Exercise objective:
In the entries below, find each line with the word "events" and return it.

Excerpted records:
>>

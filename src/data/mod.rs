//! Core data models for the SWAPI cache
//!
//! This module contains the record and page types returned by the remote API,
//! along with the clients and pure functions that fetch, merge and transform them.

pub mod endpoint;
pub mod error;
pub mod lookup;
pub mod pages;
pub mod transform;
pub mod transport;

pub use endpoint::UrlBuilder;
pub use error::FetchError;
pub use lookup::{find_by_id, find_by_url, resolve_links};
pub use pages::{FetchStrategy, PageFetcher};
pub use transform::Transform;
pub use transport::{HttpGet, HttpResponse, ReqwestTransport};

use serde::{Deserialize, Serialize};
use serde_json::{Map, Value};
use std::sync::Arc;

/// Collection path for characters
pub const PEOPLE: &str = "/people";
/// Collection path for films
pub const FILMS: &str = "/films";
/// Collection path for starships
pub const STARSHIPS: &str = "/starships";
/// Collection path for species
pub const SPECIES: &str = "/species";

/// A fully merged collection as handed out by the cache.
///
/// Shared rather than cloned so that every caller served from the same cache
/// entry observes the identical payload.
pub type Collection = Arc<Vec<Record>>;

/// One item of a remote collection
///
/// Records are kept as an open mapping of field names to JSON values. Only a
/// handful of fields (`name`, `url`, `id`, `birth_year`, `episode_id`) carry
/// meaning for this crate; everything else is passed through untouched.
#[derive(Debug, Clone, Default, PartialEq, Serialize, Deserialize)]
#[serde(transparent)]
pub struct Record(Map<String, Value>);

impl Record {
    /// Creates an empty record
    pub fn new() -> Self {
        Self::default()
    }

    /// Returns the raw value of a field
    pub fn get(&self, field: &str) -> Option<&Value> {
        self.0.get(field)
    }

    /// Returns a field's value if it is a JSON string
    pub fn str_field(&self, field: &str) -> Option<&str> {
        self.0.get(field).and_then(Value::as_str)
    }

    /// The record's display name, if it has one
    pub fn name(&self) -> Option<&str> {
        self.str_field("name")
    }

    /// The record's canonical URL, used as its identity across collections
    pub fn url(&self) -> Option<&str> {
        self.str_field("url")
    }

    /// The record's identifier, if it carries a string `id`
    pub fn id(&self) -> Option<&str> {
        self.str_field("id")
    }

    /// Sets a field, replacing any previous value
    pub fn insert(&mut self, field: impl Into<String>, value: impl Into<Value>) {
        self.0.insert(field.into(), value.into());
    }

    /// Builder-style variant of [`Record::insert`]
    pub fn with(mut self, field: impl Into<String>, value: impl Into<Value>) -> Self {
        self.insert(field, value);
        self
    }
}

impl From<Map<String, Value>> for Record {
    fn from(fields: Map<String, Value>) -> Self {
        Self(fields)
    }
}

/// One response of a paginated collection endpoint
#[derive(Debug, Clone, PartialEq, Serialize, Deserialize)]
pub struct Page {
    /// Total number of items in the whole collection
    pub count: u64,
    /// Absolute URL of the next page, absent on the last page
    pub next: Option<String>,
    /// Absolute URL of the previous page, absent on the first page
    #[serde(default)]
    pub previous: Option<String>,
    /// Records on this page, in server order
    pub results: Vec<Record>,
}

<<
>>

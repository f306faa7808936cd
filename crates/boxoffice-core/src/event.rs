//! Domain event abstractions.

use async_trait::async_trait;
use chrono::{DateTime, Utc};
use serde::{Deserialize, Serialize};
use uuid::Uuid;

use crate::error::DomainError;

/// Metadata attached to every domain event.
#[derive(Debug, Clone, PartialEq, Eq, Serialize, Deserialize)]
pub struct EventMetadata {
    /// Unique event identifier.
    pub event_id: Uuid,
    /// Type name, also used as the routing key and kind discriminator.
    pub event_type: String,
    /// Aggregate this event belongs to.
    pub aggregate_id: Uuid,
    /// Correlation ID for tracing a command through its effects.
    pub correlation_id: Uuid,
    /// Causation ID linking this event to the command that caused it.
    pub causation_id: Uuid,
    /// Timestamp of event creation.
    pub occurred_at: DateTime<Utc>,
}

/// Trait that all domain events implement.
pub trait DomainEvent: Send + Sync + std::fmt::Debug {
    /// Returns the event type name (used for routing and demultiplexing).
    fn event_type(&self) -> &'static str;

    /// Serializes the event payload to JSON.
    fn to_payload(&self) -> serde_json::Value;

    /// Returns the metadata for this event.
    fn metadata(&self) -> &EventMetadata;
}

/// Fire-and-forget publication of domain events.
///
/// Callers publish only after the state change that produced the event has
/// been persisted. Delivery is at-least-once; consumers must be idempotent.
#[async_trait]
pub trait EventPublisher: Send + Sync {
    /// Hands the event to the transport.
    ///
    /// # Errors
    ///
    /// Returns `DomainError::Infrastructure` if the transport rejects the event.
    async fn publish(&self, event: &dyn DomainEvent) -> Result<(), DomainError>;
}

<<

Solution for this exercise:
/// Trait that all domain events implement.
/// Fire-and-forget publication of domain events.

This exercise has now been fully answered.